La longevidade de vida, como nos lembrou recentemente o belo livro de. Ricardo Chiaberge apresentou o 2 de março no FIRSTonline, é a maior revolução dos últimos dois séculos mas, como alerta por sua vez Verônica DeRomanis em seu último livro, “nenhuma refeição é grátis“. Isto é o que ele afirma no Financial Times também o sempre brilhante jornalista britânico Martin Wolf, que coloca na mesa uma questão perturbadora: o prolongamento da vida é compatível com a defesa do bem-estar social ou prejudica-o seriamente? Se a política, e não apenas a italiana, cuidasse grandes desafios dos nossos tempos, como ele repetidamente exortou Mario Draghi, faria bem em reflectir rapidamente sobre uma questão tão dramática, mas nas manifestações que preparam as eleições europeias de Junho não há o menor vestígio disso. Melhor não incomodar os eleitores. Mas Martin Wolf não tem preocupações eleitorais e vai direto ao cerne dos problemas. “Um mundo em que a maioria das pessoas vive até aos 90 anos precisa de ser repensado. Será necessário trabalhar mais tempo" em vez de se aposentar mais cedo. Mas não só. “Teremos de reorganizar a educação, o Estado-providência e os sistemas de saúde” e de segurança social. Se vivermos mais, e hoje a idade mais comum para morrer é os 87 anos, tudo terá de mudar se não quisermos perder tudo devido à insustentabilidade dos custos com pensões e cuidados de saúde.

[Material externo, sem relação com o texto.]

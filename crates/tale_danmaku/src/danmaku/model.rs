//! 出于减少编译引入考虑，直接翻译了一下 pb，不引入 prost-build
//!
//! 对应 dm.proto 中的 DmSegMobileReply

use prost::Message;

use crate::danmaku::danmu::{Comment, DanmuType};

/// 弹幕 pb 定义
#[derive(Clone, Message)]
pub struct DanmakuElem {
    /// 弹幕 dmid
    #[prost(int64, tag = "1")]
    pub id: i64,

    /// 弹幕出现位置（单位 ms）
    #[prost(int32, tag = "2")]
    pub progress: i32,

    /// 弹幕类型
    #[prost(int32, tag = "3")]
    pub mode: i32,

    /// 弹幕字号
    #[prost(int32, tag = "4")]
    pub fontsize: i32,

    /// 弹幕颜色
    #[prost(uint32, tag = "5")]
    pub color: u32,

    /// 发送者 mid hash
    #[prost(string, tag = "6")]
    pub mid_hash: String,

    /// 弹幕正文
    #[prost(string, tag = "7")]
    pub content: String,

    /// 弹幕发送时间
    #[prost(int64, tag = "8")]
    pub ctime: i64,

    /// 弹幕权重
    #[prost(int32, tag = "9")]
    pub weight: i32,

    /// 弹幕池
    #[prost(int32, tag = "11")]
    pub pool: i32,

    /// 弹幕属性
    #[prost(int32, tag = "13")]
    pub attr: i32,
}

#[derive(Clone, Message)]
pub struct DmSegMobileReply {
    #[prost(message, repeated, tag = "1")]
    pub elems: Vec<DanmakuElem>,
}

impl From<DanmakuElem> for Comment {
    fn from(elem: DanmakuElem) -> Self {
        Self {
            id: elem.id,
            timeline_s: elem.progress as f64 / 1000.0,
            content: elem.content,
            r#type: DanmuType::from_num(elem.mode),
            fontsize: elem.fontsize.max(0) as u32,
            rgb: (
                ((elem.color >> 16) & 0xFF) as u8,
                ((elem.color >> 8) & 0xFF) as u8,
                (elem.color & 0xFF) as u8,
            ),
        }
    }
}
#[macro_use]
extern crate tracing;

pub mod config;
pub mod danmaku;
pub mod error;
pub mod host;
pub mod session;
pub mod utils;
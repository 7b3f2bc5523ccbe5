mod canvas;
mod capability;
mod danmu;
mod entry;
mod model;
mod option;
mod overlay;
#[cfg(test)]
pub(crate) mod testing;
mod timer;

pub use canvas::{CanvasConfig, LaneAllocator, Placement};
pub use capability::{
    Capabilities, Geometry, LayoutInspector, LinearScroll, Motion, PositionModel, Surface, TextMetrics, TracingSurface,
};
pub use danmu::{Comment, DanmuType};
pub use entry::{DanmakuEntry, EntryState};
pub use model::{DanmakuElem, DmSegMobileReply};
pub use option::{DanmakuOption, ScrollDirection};
pub use overlay::{AddOutcome, DanmakuOverlay, FrameItem, OverlayState, SkipReason};
pub use timer::{Clock, EntryId, Scheduler, Stopwatch, SystemClock, TimerFired, TimerId, TokioScheduler};
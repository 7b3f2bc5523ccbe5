use std::time::Duration;

use serde::{Deserialize, Serialize};

/// 滚动方向
#[derive(Debug, Clone, Copy, PartialEq, Eq, Default, Serialize, Deserialize)]
#[serde(rename_all = "snake_case")]
pub enum ScrollDirection {
    #[default]
    RightToLeft,
    LeftToRight,
}

#[derive(Debug, Clone, PartialEq, Serialize, Deserialize)]
#[serde(default)]
pub struct DanmakuOption {
    /// 是否显示弹幕
    pub enabled: bool,
    /// 一条弹幕从出现到消失的时间（秒）
    pub duration: f64,
    pub font: String,
    pub font_size: u32,
    pub width_ratio: f64,
    /// 两条弹幕之间最小的水平距离
    pub horizontal_gap: f64,
    /// lane 大小
    pub lane_size: u32,
    /// 屏幕上滚动弹幕最多高度百分比
    pub float_percentage: f64,
    /// 为了避免碰撞，最多允许将弹幕推迟多久发射（秒）
    pub max_delay: f64,
    pub direction: ScrollDirection,
    /// 透明度（0-255）
    pub opacity: u8,
    pub bold: bool,
    /// 描边
    pub outline: f64,
    /// 时间轴偏移
    pub time_offset: f64,
}

impl Default for DanmakuOption {
    fn default() -> Self {
        Self {
            enabled: true,
            duration: 15.0,
            font: "黑体".to_string(),
            font_size: 25,
            width_ratio: 1.2,
            horizontal_gap: 20.0,
            lane_size: 32,
            float_percentage: 0.5,
            max_delay: 1.0,
            direction: ScrollDirection::RightToLeft,
            opacity: (0.3 * 255.0) as u8,
            bold: true,
            outline: 0.8,
            time_offset: 0.0,
        }
    }
}

impl DanmakuOption {
    /// 非法的时长（负数、NaN）按 0 处理
    pub fn duration(&self) -> Duration {
        Duration::try_from_secs_f64(self.duration).unwrap_or_default()
    }
}
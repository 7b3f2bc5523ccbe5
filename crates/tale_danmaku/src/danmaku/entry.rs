//! 单条弹幕在画面上的生命周期
use std::sync::Arc;
use std::time::Duration;

use crate::danmaku::capability::{Capabilities, Motion};
use crate::danmaku::canvas::{CanvasConfig, Placement};
use crate::danmaku::timer::{EntryId, Stopwatch, TimerId};
use crate::danmaku::{Comment, DanmakuOption};

#[derive(Debug, Clone, Copy, PartialEq, Eq, strum::Display)]
#[strum(serialize_all = "snake_case")]
pub enum EntryState {
    Live,
    /// 显示时间结束，已经从画面移除
    Expired,
    Disposed,
}

/// 一条正在显示的弹幕
///
/// 位置完全由未暂停状态下经过的时间推导：先在起点停留 launch_delay，
/// 之后在 duration 内从 start_x 移动到 end_x。暂停时内部的计时器停止，
/// 位置也就自然冻结。移除定时器只在运行状态下存在。
pub struct DanmakuEntry {
    id: EntryId,
    comment: Arc<Comment>,
    option: Arc<DanmakuOption>,
    canvas: CanvasConfig,
    placement: Placement,
    motion: Motion,
    duration: Duration,
    launch_delay: Duration,
    stopwatch: Stopwatch,
    timer: Option<TimerId>,
    state: EntryState,
    caps: Capabilities,
}

impl DanmakuEntry {
    pub fn new(
        id: EntryId,
        comment: Arc<Comment>,
        option: Arc<DanmakuOption>,
        canvas: CanvasConfig,
        placement: Placement,
        caps: Capabilities,
        paused: bool,
    ) -> Self {
        let now = caps.clock.now();
        let geometry = caps.layout.measure(&comment, &option);
        let motion = Motion::new(option.direction, canvas.width as f64, geometry.width, placement.y);
        let mut entry = Self {
            id,
            duration: option.duration(),
            launch_delay: Duration::try_from_secs_f64(placement.delay).unwrap_or_default(),
            comment,
            option,
            canvas,
            placement,
            motion,
            stopwatch: if paused { Stopwatch::default() } else { Stopwatch::started(now) },
            timer: None,
            state: EntryState::Live,
            caps,
        };
        entry.caps.surface.attach(entry.id, &entry.comment, &entry.motion);
        if !paused {
            entry.schedule_removal();
        }
        entry
    }

    pub fn id(&self) -> EntryId {
        self.id
    }

    pub fn comment(&self) -> &Arc<Comment> {
        &self.comment
    }

    pub fn option(&self) -> &Arc<DanmakuOption> {
        &self.option
    }

    pub fn lane(&self) -> usize {
        self.placement.lane
    }

    pub fn motion(&self) -> &Motion {
        &self.motion
    }

    pub fn duration(&self) -> Duration {
        self.duration
    }

    pub fn state(&self) -> EntryState {
        self.state
    }

    pub fn is_live(&self) -> bool {
        self.state == EntryState::Live
    }

    pub fn is_paused(&self) -> bool {
        !self.stopwatch.is_running()
    }

    /// 未暂停状态下经过的时间，包含发射前的延迟
    pub fn elapsed(&self) -> Duration {
        self.stopwatch.elapsed(self.caps.clock.now())
    }

    /// 距离被移除还需要的（未暂停）时间
    pub fn remaining(&self) -> Duration {
        (self.launch_delay + self.duration).saturating_sub(self.elapsed())
    }

    pub fn pos_x_computed(&self) -> f64 {
        let progress = self.elapsed().saturating_sub(self.launch_delay);
        self.caps.position.pos_x(&self.motion, progress, self.duration)
    }

    pub fn pause(&mut self) {
        if self.is_live() && self.stopwatch.pause(self.caps.clock.now()) {
            self.cancel_timer();
        }
    }

    pub fn resume(&mut self) {
        if self.is_live() && self.stopwatch.resume(self.caps.clock.now()) {
            self.schedule_removal();
        }
    }

    /// 应用新的设置，运行中的弹幕会按新的时长重新安排移除时间
    pub fn apply_option(&mut self, option: Arc<DanmakuOption>) {
        if !self.is_live() {
            return;
        }
        let geometry = self.caps.layout.measure(&self.comment, &option);
        self.motion = Motion::new(
            option.direction,
            self.canvas.width as f64,
            geometry.width,
            self.placement.y,
        );
        self.duration = option.duration();
        self.option = option;
        if self.stopwatch.is_running() {
            self.cancel_timer();
            self.schedule_removal();
        }
    }

    /// 处理定时器到期，返回值表示弹幕是否因此被移除
    ///
    /// 已经取消或被替换掉的定时器到期时什么也不做
    pub fn on_timer(&mut self, timer: TimerId) -> bool {
        if !self.is_live() || self.timer != Some(timer) {
            return false;
        }
        self.timer = None;
        self.caps.surface.detach(self.id);
        self.state = EntryState::Expired;
        true
    }

    /// 提前销毁，可以重复调用，返回值表示本次调用是否真正执行了销毁
    pub fn dispose(&mut self) -> bool {
        if self.state != EntryState::Disposed {
            trace!("{} 从 {} 销毁", self.id, self.state);
        }
        match self.state {
            EntryState::Disposed => false,
            EntryState::Expired => {
                self.state = EntryState::Disposed;
                true
            }
            EntryState::Live => {
                // 先取消定时器再移除元素
                self.cancel_timer();
                self.caps.surface.detach(self.id);
                self.state = EntryState::Disposed;
                true
            }
        }
    }

    fn schedule_removal(&mut self) {
        let delay = self.remaining();
        self.timer = Some(self.caps.scheduler.schedule(delay, self.id));
    }

    fn cancel_timer(&mut self) {
        if let Some(timer) = self.timer.take() {
            self.caps.scheduler.cancel(timer);
        }
    }
}
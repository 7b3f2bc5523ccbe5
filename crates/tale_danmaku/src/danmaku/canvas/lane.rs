use crate::danmaku::DanmakuOption;

#[derive(Debug, Clone, Copy, PartialEq)]
pub enum Collision {
    // 会越来越远
    Separate,
    // 时间够可以追上，但是时间不够
    NotEnoughTime,
    // 需要额外的时间才可以避免碰撞
    Collide { time_needed: f64 },
}

/// 表示一个弹幕槽位
#[derive(Debug, Clone)]
pub struct Lane {
    last_shoot_time: f64,
    last_length: f64,
}

impl Lane {
    pub fn shoot(shoot_time: f64, length: f64) -> Self {
        Lane {
            last_shoot_time: shoot_time,
            last_length: length,
        }
    }

    /// 这个槽位是否可以在 shoot_time 发射一条长度为 length 的弹幕，返回可能的情形
    pub fn available_for(&self, shoot_time: f64, length: f64, width: f64, option: &DanmakuOption) -> Collision {
        #[allow(non_snake_case)]
        let T = option.duration;
        #[allow(non_snake_case)]
        let W = width;
        let gap = option.horizontal_gap;

        // 先计算我的速度
        let t1 = self.last_shoot_time;
        let t2 = shoot_time;
        let l1 = self.last_length;
        let l2 = length;

        let v1 = (W + l1) / T;
        let v2 = (W + l2) / T;

        let delta_t = t2 - t1;
        // 第一条弹幕尾部到出发边缘的距离
        let delta_x = v1 * delta_t - l1;
        // 没有足够的空间，必定碰撞
        if delta_x < gap {
            if l2 <= l1 {
                // l2 比 l1 短，因此比它慢
                // 只需要把 l2 安排在 l1 之后就可以避免碰撞
                Collision::Collide {
                    time_needed: (gap - delta_x) / v1,
                }
            } else {
                // 需要延长额外的时间，使得当第一条消失的时候，第二条也有足够的距离
                // 第一条消失的时间点是 (t1 + T)
                // 这个时候第二条的头部应该在距离出发点 W - gap 处，
                // 第二条已经出发 (W - gap) / v2 时间，因此在 t1 + T - (W - gap) / v2 出发
                let time_needed = (T - (W - gap) / v2) - delta_t;
                Collision::Collide { time_needed }
            }
        } else if l2 <= l1 {
            // 如果 l2 < l1，则它永远追不上前者，可以发射
            Collision::Separate
        } else {
            // 需要算追击问题了，
            // 计算 l1 刚好消失的时刻 t1 + T，
            // l2 的头部应该在距离起点 v2 * (t1 + T - t2) 处
            let pos = v2 * (T - delta_t);
            if pos < (W - gap) {
                Collision::NotEnoughTime
            } else {
                Collision::Collide {
                    time_needed: (pos - (W - gap)) / v2,
                }
            }
        }
    }
}
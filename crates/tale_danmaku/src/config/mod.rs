use std::path::{Path, PathBuf};
use std::sync::LazyLock;

use anyhow::{Context, Result, bail};
use serde::{Deserialize, Serialize};

mod args;

pub use crate::config::args::Args;
use crate::danmaku::{CanvasConfig, DanmakuOption};

pub static CONFIG_DIR: LazyLock<PathBuf> = LazyLock::new(|| {
    dirs::config_dir()
        .unwrap_or_else(|| PathBuf::from("."))
        .join("tale-danmaku")
});

fn default_frame_interval_ms() -> u64 {
    100
}

fn default_session_path() -> PathBuf {
    CONFIG_DIR.join("session.json")
}

#[derive(Debug, Clone, PartialEq, Serialize, Deserialize)]
pub struct Config {
    /// 渲染快照的间隔
    #[serde(default = "default_frame_interval_ms")]
    pub frame_interval_ms: u64,
    #[serde(default = "default_session_path")]
    pub session_path: PathBuf,
    #[serde(default)]
    pub canvas: CanvasConfig,
    #[serde(default)]
    pub danmaku_option: DanmakuOption,
}

impl Default for Config {
    fn default() -> Self {
        Self {
            frame_interval_ms: default_frame_interval_ms(),
            session_path: default_session_path(),
            canvas: CanvasConfig::default(),
            danmaku_option: DanmakuOption::default(),
        }
    }
}

impl Config {
    pub fn load(path: &Path) -> Result<Self> {
        let config_content = std::fs::read_to_string(path)?;
        Ok(toml::from_str(&config_content)?)
    }

    pub fn save(&self, path: &Path) -> Result<()> {
        if let Some(parent) = path.parent() {
            std::fs::create_dir_all(parent)?;
        }
        std::fs::write(path, toml::to_string_pretty(self)?)?;
        Ok(())
    }

    /// 配置文件不存在时使用默认配置，并写回配置文件
    pub fn load_or_default(path: &Path) -> Result<Self> {
        info!("开始加载配置文件 {}..", path.display());
        let config = match Self::load(path) {
            Ok(config) => config,
            Err(err) => {
                if err
                    .downcast_ref::<std::io::Error>()
                    .is_none_or(|e| e.kind() != std::io::ErrorKind::NotFound)
                {
                    return Err(err.context(format!("加载配置文件 {} 失败", path.display())));
                }
                warn!("配置文件不存在，使用默认配置..");
                let config = Self::default();
                config.save(path).context("保存默认配置时遇到错误")?;
                config
            }
        };
        Ok(config)
    }

    pub fn check(&self) -> Result<()> {
        let mut errors = Vec::new();
        let option = &self.danmaku_option;
        if !(option.duration > 0.0) {
            errors.push("弹幕显示时长必须大于 0");
        }
        if option.font_size == 0 {
            errors.push("弹幕字号必须大于 0");
        }
        if option.lane_size == 0 {
            errors.push("lane 大小必须大于 0");
        }
        if !(option.float_percentage > 0.0 && option.float_percentage <= 1.0) {
            errors.push("滚动弹幕高度百分比应在 (0, 1] 之间");
        }
        if option.max_delay < 0.0 {
            errors.push("最大延迟不能为负数");
        }
        if self.canvas.width == 0 || self.canvas.height == 0 {
            errors.push("画布的宽高必须大于 0");
        }
        if self.frame_interval_ms == 0 {
            errors.push("渲染间隔必须大于 0");
        }
        if !errors.is_empty() {
            bail!(
                errors
                    .into_iter()
                    .map(|e| format!("- {}", e))
                    .collect::<Vec<_>>()
                    .join("\n")
            );
        }
        Ok(())
    }
}
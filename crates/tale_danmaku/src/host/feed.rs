use std::time::Duration;

use float_ord::FloatOrd;

use crate::danmaku::Comment;

/// 按播放进度依次放出弹幕
pub struct CommentFeed {
    comments: Vec<Comment>,
    cursor: usize,
}

impl CommentFeed {
    /// time_offset 会加到每条弹幕的时间上，偏移后早于 0 的弹幕直接丢弃
    pub fn new(comments: impl IntoIterator<Item = Comment>, time_offset: f64) -> Self {
        let mut comments: Vec<_> = comments
            .into_iter()
            .filter_map(|mut comment| {
                comment.timeline_s += time_offset;
                (comment.timeline_s >= 0.0).then_some(comment)
            })
            .collect();
        comments.sort_by_key(|c| FloatOrd(c.timeline_s));
        Self { comments, cursor: 0 }
    }

    pub fn len(&self) -> usize {
        self.comments.len()
    }

    pub fn is_empty(&self) -> bool {
        self.comments.is_empty()
    }

    pub fn is_exhausted(&self) -> bool {
        self.cursor >= self.comments.len()
    }

    /// 放出所有时间不晚于 position 且尚未放出的弹幕
    pub fn poll_due(&mut self, position: Duration) -> &[Comment] {
        let position = position.as_secs_f64();
        let start = self.cursor;
        self.cursor += self.comments[start..].partition_point(|c| c.timeline_s <= position);
        &self.comments[start..self.cursor]
    }

    /// 跳转到 position，早于它的弹幕不会再被放出
    pub fn seek(&mut self, position: Duration) {
        let position = position.as_secs_f64();
        self.cursor = self.comments.partition_point(|c| c.timeline_s < position);
    }
}
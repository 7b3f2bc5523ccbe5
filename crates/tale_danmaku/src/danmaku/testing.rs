//! 单元测试使用的确定性能力实现
use std::collections::BTreeMap;
use std::sync::atomic::{AtomicU64, Ordering};
use std::sync::Arc;
use std::time::Duration;

use parking_lot::Mutex;

use crate::danmaku::capability::{Capabilities, Geometry, LayoutInspector, Motion, PositionModel, Surface};
use crate::danmaku::timer::{Clock, EntryId, Scheduler, TimerFired, TimerId};
use crate::danmaku::{Comment, DanmakuOption, DanmakuOverlay};

#[derive(Default)]
pub struct ManualClock {
    nanos: AtomicU64,
}

impl ManualClock {
    pub fn advance(&self, duration: Duration) {
        self.nanos.fetch_add(duration.as_nanos() as u64, Ordering::SeqCst);
    }
}

impl Clock for ManualClock {
    fn now(&self) -> Duration {
        Duration::from_nanos(self.nanos.load(Ordering::SeqCst))
    }
}

/// 只有在调用 advance 时才会到期的定时器
pub struct ManualScheduler {
    clock: Arc<ManualClock>,
    next_id: AtomicU64,
    pending: Mutex<BTreeMap<(Duration, TimerId), EntryId>>,
}

impl ManualScheduler {
    pub fn new(clock: Arc<ManualClock>) -> Self {
        Self {
            clock,
            next_id: AtomicU64::new(0),
            pending: Mutex::new(BTreeMap::new()),
        }
    }

    pub fn pending(&self) -> usize {
        self.pending.lock().len()
    }

    pub fn deadline_of(&self, entry: EntryId) -> Option<Duration> {
        self.pending
            .lock()
            .iter()
            .find(|(_, e)| **e == entry)
            .map(|((deadline, _), _)| *deadline)
    }

    /// 推进时钟，按到期顺序返回所有到期的定时器
    pub fn advance(&self, duration: Duration) -> Vec<TimerFired> {
        self.clock.advance(duration);
        let now = self.clock.now();
        let mut pending = self.pending.lock();
        let due: Vec<_> = pending.range(..=(now, TimerId(u64::MAX))).map(|(k, v)| (*k, *v)).collect();
        due.into_iter()
            .map(|(key, entry)| {
                pending.remove(&key);
                TimerFired { timer: key.1, entry }
            })
            .collect()
    }
}

impl Scheduler for ManualScheduler {
    fn schedule(&self, delay: Duration, entry: EntryId) -> TimerId {
        let timer = TimerId(self.next_id.fetch_add(1, Ordering::SeqCst));
        self.pending
            .lock()
            .insert((self.clock.now() + delay, timer), entry);
        timer
    }

    fn cancel(&self, timer: TimerId) {
        self.pending.lock().retain(|(_, id), _| *id != timer);
    }
}

/// 固定在某个位置的定位实现，用于截图对比
pub struct PinnedPosition(pub f64);

impl PositionModel for PinnedPosition {
    fn pos_x(&self, _: &Motion, _: Duration, _: Duration) -> f64 {
        self.0
    }
}

/// 无论内容是什么，都测量出同样的宽度
pub struct FixedLayout(pub f64);

impl LayoutInspector for FixedLayout {
    fn measure(&self, _: &Comment, option: &DanmakuOption) -> Geometry {
        Geometry {
            width: self.0,
            height: option.font_size as f64,
        }
    }
}

#[derive(Debug, Clone, Copy, PartialEq, Eq)]
pub enum SurfaceEvent {
    Attach(EntryId),
    Detach(EntryId),
}

#[derive(Default)]
pub struct RecordingSurface {
    events: Mutex<Vec<SurfaceEvent>>,
}

impl RecordingSurface {
    pub fn events(&self) -> Vec<SurfaceEvent> {
        self.events.lock().clone()
    }

    pub fn detach_count(&self, entry: EntryId) -> usize {
        self.events()
            .into_iter()
            .filter(|e| *e == SurfaceEvent::Detach(entry))
            .count()
    }
}

impl Surface for RecordingSurface {
    fn attach(&self, entry: EntryId, _: &Comment, _: &Motion) {
        self.events.lock().push(SurfaceEvent::Attach(entry));
    }

    fn detach(&self, entry: EntryId) {
        self.events.lock().push(SurfaceEvent::Detach(entry));
    }
}

pub struct Harness {
    pub clock: Arc<ManualClock>,
    pub scheduler: Arc<ManualScheduler>,
    pub surface: Arc<RecordingSurface>,
}

impl Harness {
    pub fn new() -> Self {
        let clock = Arc::new(ManualClock::default());
        Self {
            scheduler: Arc::new(ManualScheduler::new(clock.clone())),
            clock,
            surface: Arc::new(RecordingSurface::default()),
        }
    }

    pub fn capabilities(&self) -> Capabilities {
        Capabilities::new(self.clock.clone(), self.scheduler.clone()).with_surface(self.surface.clone())
    }

    /// 推进时间并把到期的定时器交给弹幕层，返回被移除的弹幕数量
    pub fn run_for(&self, overlay: &mut DanmakuOverlay, duration: Duration) -> usize {
        self.scheduler
            .advance(duration)
            .into_iter()
            .filter(|fired| overlay.handle_timer(*fired))
            .count()
    }
}
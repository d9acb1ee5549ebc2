//! Infrastructure Adapters
//!
//! 六边形架构的适配器实现

pub mod concatenator;
pub mod converter;
pub mod storage;
pub mod tts;

pub use concatenator::*;
pub use converter::*;
pub use storage::*;
pub use tts::*;
//! Segment Storage Port - 出站端口
//!
//! 单次运行内音频片段的临时存储。每次运行使用独立目录，
//! 成功后整体删除，拼接失败时保留以便人工恢复。

use async_trait::async_trait;
use std::path::PathBuf;
use thiserror::Error;
use uuid::Uuid;

use crate::domain::speech::AudioFormat;

/// 片段存储错误
#[derive(Debug, Error)]
pub enum SegmentStorageError {
    #[error("IO error: {0}")]
    IoError(String),
}

/// Segment Storage Port - 出站端口
#[async_trait]
pub trait SegmentStoragePort: Send + Sync {
    /// 获取运行的片段目录
    fn run_dir(&self, run_id: Uuid) -> PathBuf;

    /// 获取片段文件路径
    fn segment_path(&self, run_id: Uuid, index: usize, format: AudioFormat) -> PathBuf;

    /// 保存片段数据
    async fn save_segment(
        &self,
        run_id: Uuid,
        index: usize,
        format: AudioFormat,
        data: &[u8],
    ) -> Result<PathBuf, SegmentStorageError>;

    /// 删除运行目录及其所有片段，返回删除的文件数
    async fn delete_run(&self, run_id: Uuid) -> Result<u64, SegmentStorageError>;
}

A longevidade exige que repensemos a velhice, mas não só isso
Precisamos repensar a velhice e não nos resignarmos a uma velhice improdutiva e pouco saudável. Mas a educação também deve ser repensada (onde está escrito que deve ser reservada aos jovens e não envolver os idosos de forma adequada?), as pensões devem ser revistas (a sua sustentabilidade - se Matteo Salvini e os sindicatos a entenderem - é estritamente relacionado com o prolongamento da idade activa), revolucionar os cuidados de saúde, não só reorganizando a rede hospitalar, mas sobretudo a medicina local e explorando plenamente as oportunidades que a inteligência artificial oferece também neste domínio que - que fique claro - não será capaz nunca substituir os médicos, mas ajudá-los a optimizar a sua actividade, certamente sim.
A divisão da vida em 3 (primeiro estudo, depois trabalho e por fim aposentadoria) não funciona mais
“A ideia de cerca de 25 anos de educação – escreve Martin Wolf -, de 35 anos de trabalho e depois 35 anos de reforma é impossível, tanto para os indivíduos como para a sociedade” e em vez de três fases distintas da vida (educação, trabalho , pensão) “fará sentido misturar as três coisas”. E esta “é a forma de tornar a longevidade acessível e, igualmente importante, suportável”. O prolongamento da vida exige grandes mudanças nos sistemas de educação, trabalho, pensões, bem-estar e saúde." É hora de repensar toda a nossa visão de vida e quanto mais cedo fizermos isso, melhor.